= Rolf Grantsau =

German-Brazilian naturalist and illustrator

Rolf Karl Heinz Grantsau (March 25, 1928 Kiel – June 25, 2015) was a German-Brazilian naturalist and illustrator.

==Biography==

Grantsau was born in 1928 in Kiel, Germany. While graduating in biology, he was a student of Erwin Stresemann. The birds-of-paradise and the hummingbirds were the groups he most appreciated while in Germany, and he eventually came to Brazil in 1962 to study the latter; he also worked on taxonomy of birds, mammals, reptiles, insects, orchids, carnivorous plants, lichens and more, and as a taxidermist. He was also an illustrator, having illustrated his own work (including books) and that of many other researchers.

He was married to Ilse Grantsau, with whom he had two children, Marion Grantsau Engelbrecht, born in Germany, and Ingo Grantsau, born in Brazil.

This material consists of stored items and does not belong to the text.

extern crate bngen;
extern crate env_logger;
extern crate libc;
extern crate serde_json;

#[macro_use]
extern crate log;

use std::env;
use std::process;
use std::sync::atomic::{AtomicBool, Ordering};
use std::thread;
use std::time::Duration;

use bngen::config::Config;
use bngen::Stack;

static TEARDOWN_SIGNAL: AtomicBool = AtomicBool::new(false);

extern "C" fn handle_signal(_signal: libc::c_int) {
    TEARDOWN_SIGNAL.store(true, Ordering::Relaxed);
}

fn main() {
    env_logger::init();

    let path = match env::args().nth(1) {
        Some(path) => path,
        None => {
            eprintln!("usage: bngen <config.json>");
            process::exit(1);
        }
    };

    let config = match Config::load(&path) {
        Ok(config) => config,
        Err(e) => {
            error!("{}", e);
            process::exit(1);
        }
    };

    let mut stack = match Stack::new(config) {
        Ok(stack) => stack,
        Err(e) => {
            error!("{}", e);
            process::exit(1);
        }
    };
    if let Err(e) = stack.start() {
        error!("failed to start: {}", e);
        process::exit(1);
    }

    let handler = handle_signal as extern "C" fn(libc::c_int);
    unsafe {
        libc::signal(libc::SIGINT, handler as libc::sighandler_t);
        libc::signal(libc::SIGTERM, handler as libc::sighandler_t);
    }
    let ctx = stack.ctx().clone();
    thread::spawn(move || {
        loop {
            if TEARDOWN_SIGNAL.load(Ordering::Relaxed) {
                info!("teardown requested");
                ctx.request_teardown();
                break;
            }
            thread::sleep(Duration::from_millis(100));
        }
    });

    stack.run();

    match serde_json::to_string_pretty(&stack.stream_report()) {
        Ok(report) => println!("{}", report),
        Err(e) => error!("failed to render stream report: {}", e),
    }
}
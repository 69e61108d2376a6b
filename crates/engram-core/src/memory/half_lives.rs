use super::layer::Layer;

/// Half-life in days for each layer.
/// `None` means infinite (never decays).
pub fn half_life_days(layer: Layer) -> Option<f64> {
    match layer {
        Layer::Identity => None, // ∞
        Layer::Project => Some(60.0),
        Layer::Session => Some(14.0),
        Layer::Task => Some(3.0),
    }
}
use std::fmt;
use std::str::FromStr;

use serde::{Deserialize, Serialize};
use ts_rs::TS;

use crate::errors::EngramError;

/// Permanence scope of a memory. Determines its decay half-life.
#[derive(Debug, Clone, Copy, PartialEq, Eq, Hash, Serialize, Deserialize, TS)]
#[ts(export)]
#[serde(rename_all = "SCREAMING_SNAKE_CASE")]
pub enum Layer {
    Identity,
    Project,
    Session,
    Task,
}

impl Layer {
    pub const ALL: [Layer; 4] = [Layer::Identity, Layer::Project, Layer::Session, Layer::Task];

    /// Wire name, as used by the API and in config keys.
    pub fn as_str(self) -> &'static str {
        match self {
            Self::Identity => "IDENTITY",
            Self::Project => "PROJECT",
            Self::Session => "SESSION",
            Self::Task => "TASK",
        }
    }

    /// Whether memories in this layer lose importance over time.
    pub fn decays(self) -> bool {
        super::half_life_days(self).is_some()
    }
}

impl fmt::Display for Layer {
    fn fmt(&self, f: &mut fmt::Formatter<'_>) -> fmt::Result {
        f.write_str(self.as_str())
    }
}

impl FromStr for Layer {
    type Err = EngramError;

    /// Case-insensitive. Anything outside the four layers is rejected; there
    /// is no fallback layer.
    fn from_str(s: &str) -> Result<Self, Self::Err> {
        match s.trim().to_ascii_uppercase().as_str() {
            "IDENTITY" => Ok(Self::Identity),
            "PROJECT" => Ok(Self::Project),
            "SESSION" => Ok(Self::Session),
            "TASK" => Ok(Self::Task),
            _ => Err(EngramError::InvalidLayer {
                value: s.to_string(),
            }),
        }
    }
}
use engram_core::constants::SAFETY_FLOOR;

/// Minimum effective score. Applied after every other term is summed.
pub fn floor(safety_critical: bool) -> f64 {
    if safety_critical {
        SAFETY_FLOOR
    } else {
        0.0
    }
}
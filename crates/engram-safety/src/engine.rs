use engram_core::config::SafetyConfig;
use engram_core::errors::EngramResult;
use engram_core::memory::Memory;
use engram_core::models::Classification;
use engram_core::traits::IClassifier;
use rayon::prelude::*;
use tracing::{debug, info};

use crate::table::PatternTable;

/// Decides whether a memory's text is safety-critical, and why.
///
/// The pattern table is owned by the classifier and can be extended at
/// runtime with [`add_pattern`](Self::add_pattern).
#[derive(Debug, Clone)]
pub struct SafetyClassifier {
    table: PatternTable,
}

impl SafetyClassifier {
    /// Built-in pattern table.
    pub fn new() -> EngramResult<Self> {
        Ok(Self {
            table: PatternTable::builtin()?,
        })
    }

    /// Built-in table (unless disabled) followed by the configured extras.
    pub fn from_config(config: &SafetyConfig) -> EngramResult<Self> {
        let mut table = if config.builtin_patterns {
            PatternTable::builtin()?
        } else {
            PatternTable::empty()
        };
        table.extend_from_entries(&config.extra_patterns)?;
        debug!(patterns = table.len(), "safety classifier ready");
        Ok(Self { table })
    }

    /// Use an explicit table.
    pub fn with_table(table: PatternTable) -> Self {
        Self { table }
    }

    /// Register another case-insensitive pattern. Evaluated after the
    /// existing ones.
    pub fn add_pattern(&mut self, pattern: &str, indicator_label: &str) -> EngramResult<()> {
        self.table.add(pattern, indicator_label)?;
        info!(pattern, label = indicator_label, "safety pattern added");
        Ok(())
    }

    pub fn table(&self) -> &PatternTable {
        &self.table
    }

    pub fn pattern_count(&self) -> usize {
        self.table.len()
    }

    pub fn labels(&self) -> Vec<&str> {
        self.table.labels()
    }

    /// Scan `text`. Empty text is simply not safety-critical.
    pub fn classify(&self, text: &str) -> Classification {
        let span = engram_observability::classify_span!(text.len());
        let _guard = span.enter();

        if text.trim().is_empty() {
            return Classification::clear();
        }
        let indicators = self.table.matching_labels(text);
        Classification {
            safety_critical: !indicators.is_empty(),
            indicators,
        }
    }

    /// Re-scan a memory's text and return the upgraded record.
    ///
    /// New indicators are merged in. A scan that matches nothing never clears
    /// an existing flag.
    pub fn reclassify(&self, memory: &Memory) -> Memory {
        let found = self.classify(&memory.raw);
        let mut next = memory.clone();

        if found.safety_critical && !memory.safety_critical {
            info!(
                memory_id = %memory.id,
                indicators = ?found.indicators,
                "memory flagged safety-critical"
            );
        } else if memory.safety_critical && !found.safety_critical {
            debug!(memory_id = %memory.id, "re-scan matched nothing; safety flag retained");
        }

        next.safety_critical = memory.safety_critical || found.safety_critical;
        for label in found.indicators {
            if !next.safety_indicators.contains(&label) {
                next.safety_indicators.push(label);
            }
        }
        next
    }

    /// [`reclassify`](Self::reclassify) over a batch, order preserved.
    pub fn reclassify_all(&self, memories: &[Memory]) -> Vec<Memory> {
        memories.par_iter().map(|m| self.reclassify(m)).collect()
    }
}

impl IClassifier for SafetyClassifier {
    fn classify(&self, text: &str) -> Classification {
        SafetyClassifier::classify(self, text)
    }
}
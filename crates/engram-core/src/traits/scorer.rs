use crate::memory::Memory;

/// Effective-score calculation at the scorer's own notion of "now".
pub trait IScorer: Send + Sync {
    /// Returns a value in [0.0, 1.0].
    fn score(&self, memory: &Memory) -> f64;
}
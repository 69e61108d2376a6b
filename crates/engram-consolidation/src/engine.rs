//! ConsolidationPlanner: selection → linking → components → survivor.

use std::cmp::Reverse;

use chrono::{DateTime, Utc};
use engram_core::clock::Clock;
use engram_core::config::ConsolidationConfig;
use engram_core::memory::{Layer, Memory};
use engram_core::models::ConsolidationCluster;
use engram_core::traits::ISimilarity;
use engram_score::ScoreEngine;
use tracing::{debug, info};

use crate::algorithms::components::connected_components;
use crate::pipeline::linking::link_candidates;
use crate::pipeline::selection::{select_candidates, DEFAULT_PLANNING_LAYER};
use crate::pipeline::survivor::choose_survivor;

/// Smallest cluster that can be consolidated.
const MIN_MEANINGFUL_CLUSTER: usize = 2;

/// Planner options.
#[derive(Debug, Clone, Copy, PartialEq)]
pub struct PlanOptions {
    /// Pairs at or above this similarity are linked.
    pub similarity_threshold: f64,
    /// Clusters smaller than this are dropped. Values below 2 act as 2.
    pub min_cluster_size: usize,
    /// Only active memories of this layer are considered.
    pub layer: Layer,
}

impl PlanOptions {
    pub fn from_config(config: &ConsolidationConfig) -> Self {
        Self {
            similarity_threshold: config.similarity_threshold,
            min_cluster_size: config.min_cluster_size,
            layer: DEFAULT_PLANNING_LAYER,
        }
    }

    pub fn with_layer(mut self, layer: Layer) -> Self {
        self.layer = layer;
        self
    }

    fn effective_min_size(&self) -> usize {
        self.min_cluster_size.max(MIN_MEANINGFUL_CLUSTER)
    }
}

impl Default for PlanOptions {
    fn default() -> Self {
        Self::from_config(&ConsolidationConfig::default())
    }
}

/// Decides which memories cluster together and which one survives.
///
/// Planning is read-only; see [`apply_plan`](crate::apply_plan) for writing
/// the result back.
#[derive(Clone)]
pub struct ConsolidationPlanner {
    engine: ScoreEngine,
    options: PlanOptions,
}

impl ConsolidationPlanner {
    pub fn new(engine: ScoreEngine, options: PlanOptions) -> Self {
        Self { engine, options }
    }

    pub fn options(&self) -> &PlanOptions {
        &self.options
    }

    pub fn engine(&self) -> &ScoreEngine {
        &self.engine
    }

    /// Plan at the engine clock's current instant.
    pub fn plan_now(
        &self,
        memories: &[Memory],
        similarity: &dyn ISimilarity,
    ) -> Vec<ConsolidationCluster> {
        self.plan(memories, similarity, self.engine.clock().now())
    }

    /// Group near-duplicates among `memories`.
    ///
    /// Clusters are listed largest first, then by canonical id. Duplicates
    /// keep input order. Survivors are chosen by effective score at `now`.
    pub fn plan(
        &self,
        memories: &[Memory],
        similarity: &dyn ISimilarity,
        now: DateTime<Utc>,
    ) -> Vec<ConsolidationCluster> {
        let span = engram_observability::consolidation_span!(memories.len());
        let _guard = span.enter();

        let candidates = select_candidates(memories, self.options.layer);
        if candidates.len() < MIN_MEANINGFUL_CLUSTER {
            debug!(candidates = candidates.len(), "too few candidates to consolidate");
            return Vec::new();
        }

        let linked = link_candidates(&candidates, similarity, self.options.similarity_threshold);
        let min_size = self.options.effective_min_size();

        let mut clusters: Vec<ConsolidationCluster> =
            connected_components(candidates.len(), &linked.links)
                .into_iter()
                .filter(|group| group.len() >= min_size)
                .filter_map(|group| self.build_cluster(&candidates, &group, now))
                .collect();

        clusters.sort_by(|a, b| {
            Reverse(a.member_count())
                .cmp(&Reverse(b.member_count()))
                .then_with(|| a.canonical_id.cmp(&b.canonical_id))
        });

        info!(
            candidates = candidates.len(),
            links = linked.links.len(),
            failed_pairs = linked.failed_pairs,
            clusters = clusters.len(),
            "consolidation planned"
        );
        clusters
    }

    fn build_cluster(
        &self,
        candidates: &[&Memory],
        group: &[usize],
        now: DateTime<Utc>,
    ) -> Option<ConsolidationCluster> {
        let members: Vec<&Memory> = group.iter().map(|&i| candidates[i]).collect();
        let survivor = choose_survivor(&self.engine, &members, now)?;
        let duplicate_ids = members
            .iter()
            .enumerate()
            .filter(|(pos, _)| *pos != survivor)
            .map(|(_, m)| m.id.clone())
            .collect();
        Some(ConsolidationCluster {
            canonical_id: members[survivor].id.clone(),
            duplicate_ids,
        })
    }
}

impl Default for ConsolidationPlanner {
    fn default() -> Self {
        Self::new(ScoreEngine::new(), PlanOptions::default())
    }
}

#[cfg(test)]
mod tests {
    use super::*;
    use chrono::{Duration, TimeZone};
    use engram_core::errors::{ConsolidationError, EngramResult};

    fn now() -> DateTime<Utc> {
        Utc.with_ymd_and_hms(2026, 1, 1, 0, 0, 0).unwrap()
    }

    fn session(id: &str, base: f64) -> Memory {
        Memory::with_id(id, "text", Layer::Session, base, now() - Duration::days(2))
    }

    fn all_similar(_: &str, _: &str) -> EngramResult<f64> {
        Ok(0.9)
    }

    #[test]
    fn defaults_follow_config() {
        let opts = PlanOptions::default();
        assert_eq!(opts.similarity_threshold, 0.85);
        assert_eq!(opts.min_cluster_size, 3);
        assert_eq!(opts.layer, Layer::Session);
    }

    #[test]
    fn empty_input_plans_nothing() {
        let planner = ConsolidationPlanner::default();
        assert!(planner.plan(&[], &all_similar, now()).is_empty());
    }

    #[test]
    fn three_similar_memories_make_one_cluster() {
        let planner = ConsolidationPlanner::default();
        let memories = vec![session("a", 0.4), session("b", 0.7), session("c", 0.5)];
        let plan = planner.plan(&memories, &all_similar, now());
        assert_eq!(
            plan,
            vec![ConsolidationCluster {
                canonical_id: "b".to_string(),
                duplicate_ids: vec!["a".to_string(), "c".to_string()],
            }]
        );
    }

    #[test]
    fn min_cluster_size_below_two_acts_as_two() {
        let opts = PlanOptions {
            min_cluster_size: 0,
            ..PlanOptions::default()
        };
        let planner = ConsolidationPlanner::new(ScoreEngine::new(), opts);
        let memories = vec![session("a", 0.4), session("b", 0.7), session("lonely", 0.5)];
        let sim = |a: &str, b: &str| -> EngramResult<f64> {
            Ok(if a == "lonely" || b == "lonely" { 0.0 } else { 0.9 })
        };
        let plan = planner.plan(&memories, &sim, now());
        assert_eq!(plan.len(), 1);
        assert_eq!(plan[0].canonical_id, "b");
        assert!(!plan[0].contains("lonely"));
    }

    #[test]
    fn failing_pair_does_not_abort_the_pass() {
        let planner = ConsolidationPlanner::default();
        let memories = vec![session("a", 0.4), session("b", 0.7), session("c", 0.5)];
        // a-c fails, but a-b and b-c still chain all three together.
        let sim = |a: &str, b: &str| -> EngramResult<f64> {
            match (a, b) {
                ("a", "c") => Err(ConsolidationError::SimilarityUnavailable {
                    a: a.to_string(),
                    b: b.to_string(),
                    reason: "timeout".to_string(),
                }
                .into()),
                _ => Ok(0.9),
            }
        };
        let plan = planner.plan(&memories, &sim, now());
        assert_eq!(plan.len(), 1);
        assert_eq!(plan[0].member_count(), 3);
    }

    #[test]
    fn nan_similarity_is_below_threshold() {
        let planner = ConsolidationPlanner::default();
        let memories = vec![session("a", 0.4), session("b", 0.7), session("c", 0.5)];
        let sim = |_: &str, _: &str| -> EngramResult<f64> { Ok(f64::NAN) };
        assert!(planner.plan(&memories, &sim, now()).is_empty());
    }

    #[test]
    fn other_layers_are_ignored_unless_configured() {
        let memories = vec![
            Memory::with_id("t1", "x", Layer::Task, 0.5, now()),
            Memory::with_id("t2", "x", Layer::Task, 0.6, now()),
            Memory::with_id("t3", "x", Layer::Task, 0.7, now()),
        ];
        let planner = ConsolidationPlanner::default();
        assert!(planner.plan(&memories, &all_similar, now()).is_empty());

        let task_opts = PlanOptions::default().with_layer(Layer::Task);
        let task_planner = ConsolidationPlanner::new(ScoreEngine::new(), task_opts);
        let plan = task_planner.plan(&memories, &all_similar, now());
        assert_eq!(plan[0].canonical_id, "t3");
    }

    #[test]
    fn plan_does_not_mutate_inputs() {
        let planner = ConsolidationPlanner::default();
        let memories = vec![session("a", 0.4), session("b", 0.7), session("c", 0.5)];
        let before = memories.clone();
        let _ = planner.plan(&memories, &all_similar, now());
        for (m, b) in memories.iter().zip(before.iter()) {
            assert_eq!(m.consolidated_into, b.consolidated_into);
            assert_eq!(m.effective_score, b.effective_score);
        }
    }
}
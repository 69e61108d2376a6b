use std::collections::HashSet;

use chrono::{DateTime, Duration, TimeZone, Utc};
use engram_consolidation::{ConsolidationPlanner, PlanOptions};
use engram_core::errors::EngramResult;
use engram_core::memory::{Layer, Memory};
use engram_score::ScoreEngine;
use proptest::prelude::*;

fn now() -> DateTime<Utc> {
    Utc.with_ymd_and_hms(2026, 1, 1, 0, 0, 0).unwrap()
}

/// Symmetric pseudo-similarity in [0, 1) derived from the pair and a seed.
fn hashed_similarity(seed: u64) -> impl Fn(&str, &str) -> EngramResult<f64> + Send + Sync {
    move |a: &str, b: &str| {
        let (lo, hi) = if a <= b { (a, b) } else { (b, a) };
        let mut hasher = blake3::Hasher::new();
        hasher.update(&seed.to_le_bytes());
        hasher.update(lo.as_bytes());
        hasher.update(&[0]);
        hasher.update(hi.as_bytes());
        let bytes = hasher.finalize();
        let mut word = [0u8; 8];
        word.copy_from_slice(&bytes.as_bytes()[..8]);
        Ok(u64::from_le_bytes(word) as f64 / (u64::MAX as f64 + 1.0))
    }
}

fn arb_memories() -> impl Strategy<Value = Vec<Memory>> {
    prop::collection::vec((0.0f64..=1.0, 0u32..30, any::<bool>()), 0..24).prop_map(|specs| {
        specs
            .into_iter()
            .enumerate()
            .map(|(i, (base, age, pinned))| {
                let mut m = Memory::with_id(
                    format!("m{i:02}"),
                    "prop",
                    Layer::Session,
                    base,
                    now() - Duration::days(age as i64),
                );
                m.user_pinned = pinned;
                m
            })
            .collect()
    })
}

proptest! {
    #[test]
    fn planning_is_deterministic(
        memories in arb_memories(),
        seed in any::<u64>(),
        threshold in 0.3f64..0.95,
    ) {
        let opts = PlanOptions { similarity_threshold: threshold, ..PlanOptions::default() };
        let planner = ConsolidationPlanner::new(ScoreEngine::new(), opts);
        let sim = hashed_similarity(seed);
        let first = planner.plan(&memories, &sim, now());
        let second = planner.plan(&memories, &sim, now());
        prop_assert_eq!(first, second);
    }

    #[test]
    fn small_clusters_never_appear(
        memories in arb_memories(),
        seed in any::<u64>(),
        threshold in 0.3f64..0.95,
        min_size in 0usize..6,
    ) {
        let opts = PlanOptions {
            similarity_threshold: threshold,
            min_cluster_size: min_size,
            ..PlanOptions::default()
        };
        let planner = ConsolidationPlanner::new(ScoreEngine::new(), opts);
        let plan = planner.plan(&memories, &hashed_similarity(seed), now());
        for cluster in &plan {
            prop_assert!(cluster.member_count() >= min_size.max(2));
        }
    }

    #[test]
    fn clusters_partition_their_members(
        memories in arb_memories(),
        seed in any::<u64>(),
        threshold in 0.3f64..0.95,
    ) {
        let opts = PlanOptions { similarity_threshold: threshold, ..PlanOptions::default() };
        let planner = ConsolidationPlanner::new(ScoreEngine::new(), opts);
        let plan = planner.plan(&memories, &hashed_similarity(seed), now());
        let mut seen = HashSet::new();
        for cluster in &plan {
            prop_assert!(seen.insert(cluster.canonical_id.clone()));
            for dup in &cluster.duplicate_ids {
                prop_assert!(seen.insert(dup.clone()));
            }
        }
    }

    #[test]
    fn survivor_has_the_top_score(
        memories in arb_memories(),
        seed in any::<u64>(),
        threshold in 0.3f64..0.95,
    ) {
        let engine = ScoreEngine::new();
        let opts = PlanOptions { similarity_threshold: threshold, ..PlanOptions::default() };
        let planner = ConsolidationPlanner::new(engine.clone(), opts);
        let plan = planner.plan(&memories, &hashed_similarity(seed), now());
        let score_of = |id: &str| {
            let m = memories.iter().find(|m| m.id == id).unwrap();
            engine.compute(m, now())
        };
        for cluster in &plan {
            let top = score_of(&cluster.canonical_id);
            for dup in &cluster.duplicate_ids {
                prop_assert!(score_of(dup) <= top);
            }
        }
    }
}
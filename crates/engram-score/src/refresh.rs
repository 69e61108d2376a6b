//! When stored scores go stale, and batch recomputation.

use chrono::{DateTime, TimeDelta, Utc};
use engram_core::config::RefreshConfig;
use engram_core::memory::Memory;
use rayon::prelude::*;
use tracing::debug;

use crate::engine::ScoreEngine;

/// What prompted a staleness check.
#[derive(Debug, Clone, Copy, PartialEq, Eq)]
pub enum RefreshTrigger {
    /// A retrieval path is about to use the score.
    Read,
    /// A periodic batch pass over a listing.
    Schedule,
    /// A scoring input changed (pin, counters, safety flag).
    Mutation,
}

/// Outcome counts of a selective batch refresh.
#[derive(Debug, Clone, Copy, Default, PartialEq, Eq)]
pub struct RefreshReport {
    pub refreshed: usize,
    pub fresh: usize,
    pub consolidated: usize,
}

/// Decides when a stored `effective_score` must be recomputed, and applies the
/// score engine across collections. Never mutates its inputs.
#[derive(Clone)]
pub struct ScoreRefreshPolicy {
    engine: ScoreEngine,
    staleness_window: TimeDelta,
    scheduled_interval: TimeDelta,
}

impl ScoreRefreshPolicy {
    pub fn new(engine: ScoreEngine, config: &RefreshConfig) -> Self {
        Self {
            engine,
            staleness_window: seconds(config.staleness_window_secs),
            scheduled_interval: seconds(config.scheduled_interval_secs),
        }
    }

    pub fn engine(&self) -> &ScoreEngine {
        &self.engine
    }

    /// Read-path staleness check.
    pub fn needs_refresh(&self, memory: &Memory, now: DateTime<Utc>) -> bool {
        self.needs_refresh_for(memory, now, RefreshTrigger::Read)
    }

    /// Staleness check for a given trigger.
    ///
    /// Consolidated memories never need a refresh: their historical score is
    /// kept as is. A memory that was never scored always does.
    pub fn needs_refresh_for(
        &self,
        memory: &Memory,
        now: DateTime<Utc>,
        trigger: RefreshTrigger,
    ) -> bool {
        if !memory.is_active() {
            return false;
        }
        let Some(computed_at) = memory.score_computed_at else {
            return true;
        };
        match trigger {
            RefreshTrigger::Mutation => true,
            RefreshTrigger::Read => is_stale(computed_at, now, self.staleness_window),
            RefreshTrigger::Schedule => is_stale(computed_at, now, self.scheduled_interval),
        }
    }

    /// Recompute one memory. Consolidated memories come back unchanged.
    pub fn refresh(&self, memory: &Memory, now: DateTime<Utc>) -> Memory {
        if memory.is_active() {
            self.engine.rescore(memory, now)
        } else {
            memory.clone()
        }
    }

    /// Recompute every active memory at `now`. Output order matches input.
    pub fn refresh_all(&self, memories: &[Memory], now: DateTime<Utc>) -> Vec<Memory> {
        let span = engram_observability::refresh_span!(memories.len(), "all");
        let _guard = span.enter();

        memories.par_iter().map(|m| self.refresh(m, now)).collect()
    }

    /// Recompute only the memories that are stale for `trigger`.
    pub fn refresh_stale(
        &self,
        memories: &[Memory],
        now: DateTime<Utc>,
        trigger: RefreshTrigger,
    ) -> (Vec<Memory>, RefreshReport) {
        let span = engram_observability::refresh_span!(memories.len(), trigger);
        let _guard = span.enter();

        let refreshed: Vec<(Memory, bool)> = memories
            .par_iter()
            .map(|m| {
                if self.needs_refresh_for(m, now, trigger) {
                    (self.engine.rescore(m, now), true)
                } else {
                    (m.clone(), false)
                }
            })
            .collect();

        let mut report = RefreshReport::default();
        for (m, did_refresh) in &refreshed {
            if *did_refresh {
                report.refreshed += 1;
            } else if m.is_active() {
                report.fresh += 1;
            } else {
                report.consolidated += 1;
            }
        }
        debug!(
            refreshed = report.refreshed,
            fresh = report.fresh,
            consolidated = report.consolidated,
            "refresh pass complete"
        );

        (refreshed.into_iter().map(|(m, _)| m).collect(), report)
    }
}

/// A score computed in the future (clock skew) is treated as stale.
fn is_stale(computed_at: DateTime<Utc>, now: DateTime<Utc>, window: TimeDelta) -> bool {
    computed_at > now || now - computed_at > window
}

fn seconds(secs: u64) -> TimeDelta {
    i64::try_from(secs)
        .ok()
        .and_then(TimeDelta::try_seconds)
        .unwrap_or(TimeDelta::MAX)
}
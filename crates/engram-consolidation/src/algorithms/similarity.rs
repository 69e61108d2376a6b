//! Cosine similarity and an in-memory embedding lookup.

use std::collections::HashMap;

use engram_core::errors::{ConsolidationError, EngramResult};
use engram_core::traits::ISimilarity;

/// Cosine similarity between two vectors.
/// Returns 0.0 for empty, mismatched, or zero-magnitude vectors.
pub fn cosine_similarity(a: &[f32], b: &[f32]) -> f64 {
    if a.len() != b.len() || a.is_empty() {
        return 0.0;
    }
    let (mut dot, mut mag_a, mut mag_b) = (0.0f64, 0.0f64, 0.0f64);
    for (x, y) in a.iter().zip(b.iter()) {
        let (x, y) = (*x as f64, *y as f64);
        dot += x * y;
        mag_a += x * x;
        mag_b += y * y;
    }
    let denom = mag_a.sqrt() * mag_b.sqrt();
    if denom < f64::EPSILON {
        0.0
    } else {
        (dot / denom).clamp(-1.0, 1.0)
    }
}

/// Similarity backed by precomputed embeddings, keyed by memory id.
#[derive(Debug, Clone, Default)]
pub struct EmbeddingSimilarity {
    vectors: HashMap<String, Vec<f32>>,
}

impl EmbeddingSimilarity {
    pub fn new() -> Self {
        Self::default()
    }

    pub fn insert(&mut self, id: impl Into<String>, embedding: Vec<f32>) {
        self.vectors.insert(id.into(), embedding);
    }

    pub fn len(&self) -> usize {
        self.vectors.len()
    }

    pub fn is_empty(&self) -> bool {
        self.vectors.is_empty()
    }

    fn vector(&self, id: &str) -> Result<&[f32], ConsolidationError> {
        self.vectors
            .get(id)
            .map(Vec::as_slice)
            .ok_or_else(|| ConsolidationError::MissingEmbedding { id: id.to_string() })
    }
}

impl FromIterator<(String, Vec<f32>)> for EmbeddingSimilarity {
    fn from_iter<I: IntoIterator<Item = (String, Vec<f32>)>>(iter: I) -> Self {
        Self {
            vectors: iter.into_iter().collect(),
        }
    }
}

impl ISimilarity for EmbeddingSimilarity {
    fn similarity(&self, a: &str, b: &str) -> EngramResult<f64> {
        Ok(cosine_similarity(self.vector(a)?, self.vector(b)?))
    }
}
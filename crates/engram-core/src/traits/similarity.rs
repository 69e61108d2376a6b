use crate::errors::EngramResult;

/// Pairwise similarity between two memories, identified by id.
///
/// Supplied by an embedding or vector-search collaborator. Implementations
/// may fail per pair; callers decide how to treat failures.
///
/// Failures must be reported as `Err`, never as a panic: release builds
/// abort on panic, so a panicking implementation ends the whole planning pass.
pub trait ISimilarity: Send + Sync {
    fn similarity(&self, a: &str, b: &str) -> EngramResult<f64>;
}

impl<F> ISimilarity for F
where
    F: Fn(&str, &str) -> EngramResult<f64> + Send + Sync,
{
    fn similarity(&self, a: &str, b: &str) -> EngramResult<f64> {
        self(a, b)
    }
}
pub mod classification;
pub mod consolidation_cluster;
pub mod data_quality;

pub use classification::Classification;
pub use consolidation_cluster::ConsolidationCluster;
pub use data_quality::DataQualityWarning;
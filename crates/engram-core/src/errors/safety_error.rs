/// Safety classifier errors.
#[derive(Debug, thiserror::Error)]
pub enum SafetyError {
    #[error("invalid safety pattern {pattern:?}: {reason}")]
    InvalidPattern { pattern: String, reason: String },

    #[error("empty indicator label for pattern {pattern:?}")]
    EmptyLabel { pattern: String },
}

The following species and subspecies were described by him:
- Augastes scutatus ilseae 1967
- Phaethornis maranhaoensis 1968
- Threnetes loehkeni 1969
- Eupetonema macroura cyanoviridis 1988
- Hylocharis cyanus griseiventris 1988
- Phaethornis ochraceiventris camargoi(= Phaethornis margarettae) 1988
- Phaethornis pretrei minor 1988
- Amazona kawalli 1989 (with Hélio Camargo)
- Charadrius wilsonia brasiliensis 2008 (with P.C. Lima)
- Caprimulgus longirostris pedrolimai 2008

The species Drosera grantsaui (a carnivorous plant), Gnomidolon grantasaui (a beetle) and Formicivora grantsaui (a Thamnophilidae) were named after him.